Our View: Thanksgiving

A national holiday devoted to gratitude is fitting

That the United States has a national holiday dedicated to giving thanks for all that we enjoy speaks well of us a people. That we have apparently had this notion from the start is even more telling. People who understand that they have been blessed are more likely to make better choices. And for that we are doubly blessed.

We are all aware that we have not, as a nation, always made good choices and the examples need not be repeated here. What we might want to think of at this time of year is how thankful we should be of the good choices that have been made over time, by us, for us or in our names.

For many Americans, that starts with the decision by some ancestor simply to come to this country. Whether that was a happy thing at the time is, by now and for us, largely irrelevant. That the grandparents or great-great grandparents, or whoever, might have been fleeing oppression or poverty or war may make for a good family story, but really does not mean much in the context of a happy dinner on a beautiful day in Southwest Colorado.

What does have meaning is that somebody, somewhere at sometime made all this possible. And for that we should truly be thankful.

Exactly who that might be will of course vary from family to family. But in some fashion, we must all credit some common antecedents. It was Abraham Lincoln, after all, who made Thanksgiving Day a national holiday. And we all know some version of the story of the Pilgrims and what we have been taught was the first Thanksgiving.

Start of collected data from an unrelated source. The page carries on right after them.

//! Pagination types for list endpoints.

use serde::{Deserialize, Serialize};

/// Upper bound on `per_page` accepted from clients.
pub const MAX_PER_PAGE: u32 = 100;

/// Request parameters for paginated queries.
#[derive(Debug, Clone, Serialize, Deserialize)]
pub struct PageRequest {
    /// Page number (1-indexed).
    #[serde(default = "default_page")]
    pub page: u32,
    /// Number of items per page.
    #[serde(default = "default_per_page")]
    pub per_page: u32,
}

fn default_page() -> u32 {
    1
}

fn default_per_page() -> u32 {
    20
}

impl Default for PageRequest {
    fn default() -> Self {
        Self {
            page: default_page(),
            per_page: default_per_page(),
        }
    }
}

impl PageRequest {
    /// Clamps `page` to at least 1 and `per_page` to `1..=MAX_PER_PAGE`.
    #[must_use]
    pub fn normalized(self) -> Self {
        Self {
            page: self.page.max(1),
            per_page: self.per_page.clamp(1, MAX_PER_PAGE),
        }
    }

    /// Calculates the offset for database queries.
    #[must_use]
    pub fn offset(&self) -> u64 {
        u64::from(self.page.saturating_sub(1)) * u64::from(self.per_page)
    }

    /// Returns the limit for database queries.
    #[must_use]
    pub fn limit(&self) -> u64 {
        u64::from(self.per_page)
    }
}

/// Response wrapper for paginated data.
#[derive(Debug, Clone, Serialize, Deserialize)]
pub struct PageResponse<T> {
    /// The items in the current page.
    pub data: Vec<T>,
    /// Pagination metadata.
    pub meta: PageMeta,
}

/// Pagination metadata.
#[derive(Debug, Clone, Serialize, Deserialize)]
pub struct PageMeta {
    /// Current page number.
    pub page: u32,
    /// Items per page.
    pub per_page: u32,
    /// Total number of items across all pages.
    pub total: u64,
    /// Total number of pages.
    pub total_pages: u64,
}

impl<T> PageResponse<T> {
    /// Creates a new paginated response.
    #[must_use]
    pub fn new(data: Vec<T>, page: u32, per_page: u32, total: u64) -> Self {
        let total_pages = if total == 0 || per_page == 0 {
            1
        } else {
            total.div_ceil(u64::from(per_page))
        };

        Self {
            data,
            meta: PageMeta {
                page,
                per_page,
                total,
                total_pages,
            },
        }
    }

    /// Converts the items while keeping the pagination metadata.
    #[must_use]
    pub fn map<U, F: FnMut(T) -> U>(self, f: F) -> PageResponse<U> {
        PageResponse {
            data: self.data.into_iter().map(f).collect(),
            meta: self.meta,
        }
    }
}
//! Weighted-average kardex.
//!
//! Receipts and inbound adjustments with a cost re-average the unit cost:
//! `avg = (value + qty × cost) / (balance_qty + qty)`. Everything else,
//! sale returns included, moves at the current average.

use chrono::{DateTime, Utc};
use punto_shared::types::{ProductId, StockMovementId, round_money};
use rust_decimal::{Decimal, RoundingStrategy};
use serde::{Deserialize, Serialize};

use super::error::InventoryError;
use super::types::{StockMovement, StockMovementKind};

/// Decimal places kept on average unit costs.
pub const COST_SCALE: u32 = 4;

/// Largest unit cost a `NUMERIC(14, 4)` column holds: 9,999,999,999.9999.
pub const MAX_UNIT_COST: Decimal =
    Decimal::from_parts(276_447_231, 23_283, 0, false, COST_SCALE);

fn round_cost(value: Decimal) -> Decimal {
    value.round_dp_with_strategy(COST_SCALE, RoundingStrategy::MidpointAwayFromZero)
}

/// Stock on hand and its valuation.
#[derive(Debug, Clone, Copy, Default, PartialEq, Eq, Serialize, Deserialize)]
pub struct StockPosition {
    /// Units on hand.
    pub quantity: Decimal,
    /// Weighted-average unit cost (4 dp).
    pub average_cost: Decimal,
    /// Inventory value (2 dp).
    pub value: Decimal,
}

impl StockPosition {
    /// Applies one movement, returning the unit cost it moved at.
    ///
    /// `unit_cost` is ignored for kinds that do not accept one.
    ///
    /// # Errors
    ///
    /// Returns `InsufficientStock` when an outbound movement exceeds the
    /// quantity on hand.
    pub fn apply(
        &mut self,
        product_id: ProductId,
        kind: StockMovementKind,
        quantity: Decimal,
        unit_cost: Option<Decimal>,
    ) -> Result<Decimal, InventoryError> {
        if kind.is_inbound() {
            match unit_cost.filter(|_| kind.accepts_cost()) {
                Some(cost) => {
                    let new_quantity = self.quantity + quantity;
                    let new_value = round_money(self.value + quantity * cost);
                    self.average_cost = round_cost((self.value + quantity * cost) / new_quantity);
                    self.quantity = new_quantity;
                    self.value = new_value;
                    Ok(cost)
                }
                None => {
                    self.quantity += quantity;
                    self.value = round_money(self.value + quantity * self.average_cost);
                    Ok(self.average_cost)
                }
            }
        } else {
            if quantity > self.quantity {
                return Err(InventoryError::InsufficientStock {
                    product_id,
                    available: self.quantity,
                    requested: quantity,
                });
            }
            self.quantity -= quantity;
            self.value = if self.quantity.is_zero() {
                Decimal::ZERO
            } else {
                round_money(self.value - quantity * self.average_cost)
            };
            Ok(self.average_cost)
        }
    }
}

/// One kardex row.
#[derive(Debug, Clone, PartialEq, Eq, Serialize, Deserialize)]
pub struct KardexLine {
    /// Source movement.
    pub movement_id: StockMovementId,
    /// When it happened.
    pub date: DateTime<Utc>,
    /// Reason.
    pub kind: StockMovementKind,
    /// Units in (zero for outbound).
    pub quantity_in: Decimal,
    /// Units out (zero for inbound).
    pub quantity_out: Decimal,
    /// Cost per unit the movement was valued at.
    pub unit_cost: Decimal,
    /// Units on hand after the movement.
    pub balance_quantity: Decimal,
    /// Average cost after the movement.
    pub average_cost: Decimal,
    /// Inventory value after the movement.
    pub balance_value: Decimal,
    /// Reference.
    pub reference: Option<String>,
}

/// Kardex of one product.
#[derive(Debug, Clone, PartialEq, Eq, Serialize, Deserialize)]
pub struct Kardex {
    /// The product.
    pub product_id: ProductId,
    /// Position before the first line.
    pub opening: StockPosition,
    /// Rows in chronological order.
    pub lines: Vec<KardexLine>,
    /// Position after the last line.
    pub closing: StockPosition,
}

impl Kardex {
    /// Builds the kardex of a product.
    ///
    /// Movements before `window_start` fold into the opening position.
    ///
    /// # Errors
    ///
    /// Returns `InsufficientStock` if the history ever goes negative.
    pub fn build(
        product_id: ProductId,
        mut movements: Vec<StockMovement>,
        window_start: Option<DateTime<Utc>>,
    ) -> Result<Self, InventoryError> {
        movements.sort_by(|a, b| a.created_at.cmp(&b.created_at).then(a.id.cmp(&b.id)));

        let mut position = StockPosition::default();
        let mut opening = position;
        let mut lines = Vec::new();

        for m in movements {
            let unit_cost = position.apply(product_id, m.kind, m.quantity, m.unit_cost)?;
            if window_start.is_some_and(|start| m.created_at < start) {
                opening = position;
                continue;
            }
            let (quantity_in, quantity_out) = if m.kind.is_inbound() {
                (m.quantity, Decimal::ZERO)
            } else {
                (Decimal::ZERO, m.quantity)
            };
            lines.push(KardexLine {
                movement_id: m.id,
                date: m.created_at,
                kind: m.kind,
                quantity_in,
                quantity_out,
                unit_cost,
                balance_quantity: position.quantity,
                average_cost: position.average_cost,
                balance_value: position.value,
                reference: m.reference,
            });
        }

        Ok(Self {
            product_id,
            opening,
            lines,
            closing: position,
        })
    }
}

#[cfg(test)]
mod tests {
    use super::*;
    use chrono::TimeZone;
    use proptest::prelude::*;
    use rust_decimal_macros::dec;

    fn mv(
        id: i32,
        day: u32,
        kind: StockMovementKind,
        quantity: Decimal,
        unit_cost: Option<Decimal>,
    ) -> StockMovement {
        StockMovement {
            id: StockMovementId::new(id),
            product_id: ProductId::new(1),
            kind,
            quantity,
            unit_cost,
            reference: None,
            created_at: Utc.with_ymd_and_hms(2026, 3, day, 9, 0, 0).unwrap(),
        }
    }

    #[test]
    fn test_weighted_average() {
        let kardex = Kardex::build(
            ProductId::new(1),
            vec![
                mv(1, 1, StockMovementKind::PurchaseReceipt, dec!(10), Some(dec!(10))),
                mv(2, 2, StockMovementKind::PurchaseReceipt, dec!(10), Some(dec!(12))),
                mv(3, 3, StockMovementKind::Sale, dec!(5), None),
            ],
            None,
        )
        .unwrap();

        assert_eq!(kardex.lines[1].average_cost, dec!(11));
        assert_eq!(kardex.lines[1].balance_value, dec!(220));
        assert_eq!(kardex.lines[2].unit_cost, dec!(11));
        assert_eq!(kardex.lines[2].quantity_out, dec!(5));
        assert_eq!(kardex.closing.quantity, dec!(15));
        assert_eq!(kardex.closing.value, dec!(165));
    }

    #[test]
    fn test_average_cost_rounded_to_four_places() {
        let kardex = Kardex::build(
            ProductId::new(1),
            vec![
                mv(1, 1, StockMovementKind::PurchaseReceipt, dec!(3), Some(dec!(10))),
                mv(2, 2, StockMovementKind::PurchaseReceipt, dec!(3), Some(dec!(10.01))),
                mv(3, 3, StockMovementKind::PurchaseReceipt, dec!(1), Some(dec!(0))),
            ],
            None,
        )
        .unwrap();
        // 60.03 / 7 = 8.575714...
        assert_eq!(kardex.closing.average_cost, dec!(8.5757));
        assert_eq!(kardex.closing.value, dec!(60.03));
    }

    #[test]
    fn test_return_enters_at_average() {
        let kardex = Kardex::build(
            ProductId::new(1),
            vec![
                mv(1, 1, StockMovementKind::PurchaseReceipt, dec!(4), Some(dec!(2.50))),
                mv(2, 2, StockMovementKind::Sale, dec!(2), None),
                mv(3, 3, StockMovementKind::SaleReturn, dec!(1), None),
            ],
            None,
        )
        .unwrap();
        assert_eq!(kardex.lines[2].unit_cost, dec!(2.50));
        assert_eq!(kardex.closing.quantity, dec!(3));
        assert_eq!(kardex.closing.value, dec!(7.50));
    }

    #[test]
    fn test_return_ignores_supplied_cost() {
        let mut position = StockPosition {
            quantity: dec!(10),
            average_cost: dec!(2),
            value: dec!(20),
        };
        let cost = position
            .apply(ProductId::new(1), StockMovementKind::SaleReturn, dec!(10), Some(dec!(8)))
            .unwrap();
        assert_eq!(cost, dec!(2));
        assert_eq!(position.average_cost, dec!(2));
        assert_eq!(position.value, dec!(40));

        // Rows stored with a cost before it was dropped rebuild the same way.
        let kardex = Kardex::build(
            ProductId::new(1),
            vec![
                mv(1, 1, StockMovementKind::PurchaseReceipt, dec!(10), Some(dec!(2))),
                mv(2, 2, StockMovementKind::SaleReturn, dec!(10), Some(dec!(8))),
            ],
            None,
        )
        .unwrap();
        assert_eq!(kardex.lines[1].unit_cost, dec!(2));
        assert_eq!(kardex.closing.average_cost, dec!(2));
        assert_eq!(kardex.closing.value, dec!(40));
    }

    #[test]
    fn test_emptying_stock_zeroes_value() {
        let kardex = Kardex::build(
            ProductId::new(1),
            vec![
                mv(1, 1, StockMovementKind::PurchaseReceipt, dec!(3), Some(dec!(3.3333))),
                mv(2, 2, StockMovementKind::AdjustmentOut, dec!(3), None),
            ],
            None,
        )
        .unwrap();
        assert_eq!(kardex.closing.quantity, Decimal::ZERO);
        assert_eq!(kardex.closing.value, Decimal::ZERO);
    }

    #[test]
    fn test_window_folds_earlier_movements() {
        let start = Utc.with_ymd_and_hms(2026, 3, 2, 0, 0, 0).unwrap();
        let kardex = Kardex::build(
            ProductId::new(1),
            vec![
                mv(2, 5, StockMovementKind::Sale, dec!(1), None),
                mv(1, 1, StockMovementKind::PurchaseReceipt, dec!(8), Some(dec!(5))),
            ],
            Some(start),
        )
        .unwrap();
        assert_eq!(kardex.opening.quantity, dec!(8));
        assert_eq!(kardex.lines.len(), 1);
        assert_eq!(kardex.lines[0].balance_quantity, dec!(7));
    }

    #[test]
    fn test_oversell_is_rejected() {
        let err = Kardex::build(
            ProductId::new(1),
            vec![
                mv(1, 1, StockMovementKind::AdjustmentIn, dec!(1), Some(dec!(1))),
                mv(2, 2, StockMovementKind::Sale, dec!(2), None),
            ],
            None,
        )
        .unwrap_err();
        assert!(matches!(err, InventoryError::InsufficientStock { .. }));
    }

    proptest! {
        #![proptest_config(ProptestConfig::with_cases(100))]

        /// On-hand quantity is Σin − Σout for any valid history.
        #[test]
        fn prop_quantity_is_net_of_movements(
            steps in prop::collection::vec((any::<bool>(), 1i64..1000i64, 1i64..10_000i64), 1..40),
        ) {
            let mut movements = Vec::new();
            let mut on_hand = Decimal::ZERO;
            for (i, (inbound, q, c)) in steps.iter().enumerate() {
                let quantity = Decimal::new(*q, 1);
                let id = i32::try_from(i).unwrap() + 1;
                let created_at = Utc.with_ymd_and_hms(2026, 1, 1, 0, 0, 0).unwrap()
                    + chrono::Duration::minutes(i64::from(id));
                let (kind, unit_cost) = if *inbound || quantity > on_hand {
                    on_hand += quantity;
                    (StockMovementKind::PurchaseReceipt, Some(Decimal::new(*c, 2)))
                } else {
                    on_hand -= quantity;
                    (StockMovementKind::Sale, None)
                };
                movements.push(StockMovement {
                    id: StockMovementId::new(id),
                    product_id: ProductId::new(1),
                    kind,
                    quantity,
                    unit_cost,
                    reference: None,
                    created_at,
                });
            }

            let kardex = Kardex::build(ProductId::new(1), movements, None).unwrap();
            prop_assert_eq!(kardex.closing.quantity, on_hand);
            prop_assert_eq!(kardex.lines.len(), steps.len());
        }
    }
}
//! Report error types.

use chrono::NaiveDate;
use punto_shared::types::ProductId;
use thiserror::Error;

use crate::inventory::InventoryError;

/// Errors that can occur during report generation.
#[derive(Debug, Error)]
pub enum ReportError {
    /// Invalid date range.
    #[error("Invalid date range: start {start} is after end {end}")]
    InvalidDateRange {
        /// Start date.
        start: NaiveDate,
        /// End date.
        end: NaiveDate,
    },

    /// Unknown or unsupported output format.
    #[error("{0} output is not supported")]
    UnsupportedFormat(String),

    /// Unknown period granularity.
    #[error("Invalid period: {0} (expected day, week or month)")]
    InvalidPeriod(String),

    /// Product not found.
    #[error("Product not found: {0}")]
    ProductNotFound(ProductId),

    /// Stock history could not be replayed.
    #[error(transparent)]
    Inventory(#[from] InventoryError),
}

impl ReportError {
    /// Returns the error code for API responses.
    #[must_use]
    pub fn error_code(&self) -> &'static str {
        match self {
            Self::InvalidDateRange { .. } => "INVALID_DATE_RANGE",
            Self::UnsupportedFormat(_) => "UNSUPPORTED_FORMAT",
            Self::InvalidPeriod(_) => "INVALID_PERIOD",
            Self::ProductNotFound(_) => "PRODUCT_NOT_FOUND",
            Self::Inventory(e) => e.error_code(),
        }
    }

    /// Returns the HTTP status code for this error.
    #[must_use]
    pub fn http_status_code(&self) -> u16 {
        match self {
            Self::InvalidDateRange { .. } | Self::UnsupportedFormat(_) | Self::InvalidPeriod(_) => {
                400
            }
            Self::ProductNotFound(_) => 404,
            Self::Inventory(e) => e.http_status_code(),
        }
    }
}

With that, we should also remember that part of what made this nation possible were the Native Americans who taught those English wanderers how to survive in what became Massachusetts. Not all of those to whom we owe thanks are own ancestors.

Those English, whom we have called Pilgrims, had crossed the North Atlantic in a craft, the Mayflower, most of us today would barely recognize as a boat. Their journey had taken 66 days – think about that for a minute – and had cost the lives of about half their company.

Those who survived clearly had a lot to be thankful for. And regardless of how much of the Pilgrims’ story that has been handed down to us is factual, their legacy is clear. Moreover, it has been reaffirmed by generation after generation of people who followed their example and sought a new life in the New World – almost all of whom have bequeathed us good reason to be thankful.

It is the nature of news to report what is out of the ordinary or unusual. But once in a while it is also important to consider what has become the norm. And in this country, today, what is ordinary is, by historical standards, simply outstanding.

Most Americans have good reason to give thanks this Thanksgiving Day. Let’s hope we do just that.